China State Media Outlet Says Democrats Will Expose Trump Administration's Coronavirus Lies, End Propaganda War

President Donald Trump has been accused of "real international hooliganism," "dereliction of duty" and "extreme nationalism" in an op-ed by the editor-in-chief of the state-run Chinese newspaper Global Times.

Furthermore, the piece claims that "the U.S. Democratic Party wants to prove the weakness and inability of the Trump administration's epidemic fight." Democratic opposition to Trump and Americans' outrage over the epidemic's casualties, the op-ed says, will eventually end the "Washington-launched propaganda war" against China.

The op-ed, titled "Washington's hysterical COVID-19 claims will fail," directly mentions Trump by name only once, but it takes issue with "Washington...now attacking Beijing from three directions."

Editor Hu Xijin writes that Washington has accused China of concealing the epidemic, hiding the country's actual numbers of deaths and subsequently filed "farcical" lawsuits against the Asian country.

The first two claims arise from the conclusions of an alleged U.S. intelligence report to the White House that circulated among political leaders in early April. Rumors of the report were echoed by Senator Ben Sasse, a Nebraska Republican, in a statement he issued to Bloomberg News.

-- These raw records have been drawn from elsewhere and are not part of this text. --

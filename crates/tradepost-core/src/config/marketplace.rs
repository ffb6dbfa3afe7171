//! Marketplace rules: search paging, listing wizard limits, messaging.

use serde::{Deserialize, Serialize};

/// Business-rule configuration for listings, search and messages.
#[derive(Debug, Clone, Serialize, Deserialize)]
pub struct MarketplaceConfig {
    /// Number of search results per page.
    #[serde(default = "default_search_page_size")]
    pub search_page_size: u64,
    /// Upper bound of the price filter when the caller does not give one.
    #[serde(default = "default_max_price")]
    pub default_max_price: f64,
    /// Maximum number of photos attached to a listing.
    #[serde(default = "default_max_photos")]
    pub max_photos: usize,
    /// Maximum listing title length in characters.
    #[serde(default = "default_title_max")]
    pub title_max_length: usize,
    /// Maximum listing description length in characters.
    #[serde(default = "default_description_max")]
    pub description_max_length: usize,
    /// Number of characters of a message shown in inbox previews.
    #[serde(default = "default_preview_length")]
    pub message_preview_length: usize,
}

impl Default for MarketplaceConfig {
    fn default() -> Self {
        Self {
            search_page_size: default_search_page_size(),
            default_max_price: default_max_price(),
            max_photos: default_max_photos(),
            title_max_length: default_title_max(),
            description_max_length: default_description_max(),
            message_preview_length: default_preview_length(),
        }
    }
}

fn default_search_page_size() -> u64 {
    6
}

fn default_max_price() -> f64 {
    100_000.0
}

fn default_max_photos() -> usize {
    8
}

fn default_title_max() -> usize {
    100
}

fn default_description_max() -> usize {
    2000
}

fn default_preview_length() -> usize {
    100
}
//! # tradepost-service
//!
//! Business logic service layer for TradePost. Each service orchestrates
//! repositories, the image store and the auth primitives to implement one
//! area of the marketplace.
//!
//! Services follow constructor injection — all dependencies are provided
//! at construction time via `Arc` references. The pure parts (listing wizard,
//! search filtering, inbox and dashboard shaping) are plain functions so they
//! can be tested without a database.

pub mod admin;
pub mod auth;
pub mod catalog;
pub mod context;
pub mod dashboard;
pub mod listing;
pub mod message;
pub mod user;

pub use admin::AdminService;
pub use auth::AuthService;
pub use catalog::CatalogService;
pub use context::RequestContext;
pub use dashboard::DashboardService;
pub use listing::{ListingService, SearchService};
pub use message::MessageService;
pub use user::ProfileService;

"The claim that the United States has more coronavirus deaths than China is false," Sasse wrote. "Without commenting on any classified information, this much is painfully obvious: The Chinese Communist Party has lied, is lying, and will continue to lie about coronavirus to protect the regime."

Trump said as much during a White House coronavirus briefing when he commented, "Their numbers seem to be a little bit on the light side, and I'm being nice when I say that."

US President Donald Trump
President Donald Trump speaks on April 13 during the daily briefing on the government's response to the coronavirus outbreak. Mandel Ngan / AFP/Getty

The op-ed's third claim, about "farcical" lawsuits, involves at least two suits. The first is a class-action federal lawsuit filed by Robert Eglet seeking billions from the Chinese government over claims that its hiding of information harmed over 32 million American businesses. The second is a federal lawsuit filed in Texas by lawyer Larry Klayman and his group Freedom Watch. It seeks $20 trillion from the Chinese government for deliberately creating coronavirus as a biological weapon to unleash on the United States.

Neither lawsuit is likely to be successful. Klayman has previously filed lawsuits based on conspiracy theories, including one accusing President Barack Obama of secretly being a Kenyan native who committed involuntary manslaughter. Another of Klayman's lawsuits accused CNN of trying to incite an assassination attempt against Vice President Mike Pence.

While the Chinese op-ed seems to pin all the blame on the current administration, it doesn't refute accusations of misrepresentation by the Chinese government, merely stating that the accusations are an attempt to divert attention away from U.S. infections and deaths.

The op-ed also overlooks bipartisan opposition to China's handling of the epidemic. A letter issued earlier this month and signed by 11 Republican and Democratic members of Congress called on China to shut down the country's "wet markets."

Chinese scientists believe COVID-19 originated in an unregulated Wuhan wet market, where live animals were sold. The virus is thought to have been transmitted to humans through a zoonotic spillover, in which the virus jumped from an animal to a human.

"It is well documented that wet markets in China have been the source of a number of worldwide health problems," the letter said, "and their operation should cease immediately so as to protect the Chinese people and the international community from additional health risks."